TASK OBJECTIVE: Of the lines below, write out exactly those from the line with "use std::io::Write;" through the line with "across the run.", both included, and skip the rest.

Stored data:
===============
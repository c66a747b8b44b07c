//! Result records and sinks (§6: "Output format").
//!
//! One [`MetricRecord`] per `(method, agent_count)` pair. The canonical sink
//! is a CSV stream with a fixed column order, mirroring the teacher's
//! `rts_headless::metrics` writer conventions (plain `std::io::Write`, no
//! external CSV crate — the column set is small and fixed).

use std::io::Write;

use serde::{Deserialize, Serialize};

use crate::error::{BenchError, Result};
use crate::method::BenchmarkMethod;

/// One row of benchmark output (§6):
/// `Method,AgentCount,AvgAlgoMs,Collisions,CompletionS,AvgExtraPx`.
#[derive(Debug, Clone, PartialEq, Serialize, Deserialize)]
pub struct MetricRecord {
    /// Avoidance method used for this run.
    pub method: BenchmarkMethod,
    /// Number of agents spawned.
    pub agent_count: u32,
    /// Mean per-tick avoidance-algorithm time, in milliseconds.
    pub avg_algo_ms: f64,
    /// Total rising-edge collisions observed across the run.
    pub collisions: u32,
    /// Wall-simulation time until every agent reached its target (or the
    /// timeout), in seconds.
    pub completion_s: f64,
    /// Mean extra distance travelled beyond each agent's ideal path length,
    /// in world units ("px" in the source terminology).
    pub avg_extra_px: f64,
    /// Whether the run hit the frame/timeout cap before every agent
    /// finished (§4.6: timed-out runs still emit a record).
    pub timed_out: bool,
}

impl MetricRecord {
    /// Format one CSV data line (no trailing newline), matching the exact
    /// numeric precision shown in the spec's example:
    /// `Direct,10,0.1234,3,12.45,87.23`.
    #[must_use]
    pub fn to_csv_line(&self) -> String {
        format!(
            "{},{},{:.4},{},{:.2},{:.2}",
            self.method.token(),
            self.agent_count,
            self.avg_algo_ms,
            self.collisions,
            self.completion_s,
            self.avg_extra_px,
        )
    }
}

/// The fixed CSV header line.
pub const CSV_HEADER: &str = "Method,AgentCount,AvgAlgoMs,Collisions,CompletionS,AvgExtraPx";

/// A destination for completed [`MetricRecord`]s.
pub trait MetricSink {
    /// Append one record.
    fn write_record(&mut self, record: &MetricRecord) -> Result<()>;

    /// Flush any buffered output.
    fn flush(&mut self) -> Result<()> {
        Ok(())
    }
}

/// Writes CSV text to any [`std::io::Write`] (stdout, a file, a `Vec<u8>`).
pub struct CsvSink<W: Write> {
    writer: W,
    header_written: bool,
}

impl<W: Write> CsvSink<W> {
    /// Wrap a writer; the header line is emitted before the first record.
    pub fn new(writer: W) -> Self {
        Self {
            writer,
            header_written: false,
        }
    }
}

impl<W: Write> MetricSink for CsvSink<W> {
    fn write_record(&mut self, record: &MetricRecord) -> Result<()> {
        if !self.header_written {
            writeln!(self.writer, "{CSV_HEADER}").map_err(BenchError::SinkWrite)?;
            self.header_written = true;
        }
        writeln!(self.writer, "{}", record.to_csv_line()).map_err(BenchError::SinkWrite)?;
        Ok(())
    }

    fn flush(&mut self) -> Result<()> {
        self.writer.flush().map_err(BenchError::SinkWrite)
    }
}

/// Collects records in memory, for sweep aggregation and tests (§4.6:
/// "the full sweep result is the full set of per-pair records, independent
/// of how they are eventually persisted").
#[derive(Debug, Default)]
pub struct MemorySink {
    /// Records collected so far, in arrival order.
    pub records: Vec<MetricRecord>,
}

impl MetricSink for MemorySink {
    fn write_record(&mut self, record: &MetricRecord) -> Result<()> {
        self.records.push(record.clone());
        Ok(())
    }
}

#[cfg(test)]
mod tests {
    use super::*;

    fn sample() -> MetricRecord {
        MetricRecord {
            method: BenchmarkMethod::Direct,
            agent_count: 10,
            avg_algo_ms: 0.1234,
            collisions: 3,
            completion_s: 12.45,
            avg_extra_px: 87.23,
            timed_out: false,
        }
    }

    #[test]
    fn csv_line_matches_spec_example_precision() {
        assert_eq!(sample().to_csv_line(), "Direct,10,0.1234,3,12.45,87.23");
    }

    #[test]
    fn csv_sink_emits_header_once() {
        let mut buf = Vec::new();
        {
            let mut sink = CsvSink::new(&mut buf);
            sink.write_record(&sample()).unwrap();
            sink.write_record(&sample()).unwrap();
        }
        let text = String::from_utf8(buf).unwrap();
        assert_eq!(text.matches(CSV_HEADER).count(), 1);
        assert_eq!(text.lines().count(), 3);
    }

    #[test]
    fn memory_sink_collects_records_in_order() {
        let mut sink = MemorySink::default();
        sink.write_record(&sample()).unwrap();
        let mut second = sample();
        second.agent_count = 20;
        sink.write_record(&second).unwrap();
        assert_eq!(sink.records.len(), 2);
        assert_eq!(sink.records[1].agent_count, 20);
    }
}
===============
EXERCISE RESPONSE:
use std::io::Write;

use serde::{Deserialize, Serialize};

use crate::error::{BenchError, Result};
use crate::method::BenchmarkMethod;

/// One row of benchmark output (§6):
/// `Method,AgentCount,AvgAlgoMs,Collisions,CompletionS,AvgExtraPx`.
#[derive(Debug, Clone, PartialEq, Serialize, Deserialize)]
pub struct MetricRecord {
    /// Avoidance method used for this run.
    pub method: BenchmarkMethod,
    /// Number of agents spawned.
    pub agent_count: u32,
    /// Mean per-tick avoidance-algorithm time, in milliseconds.
    pub avg_algo_ms: f64,
    /// Total rising-edge collisions observed across the run.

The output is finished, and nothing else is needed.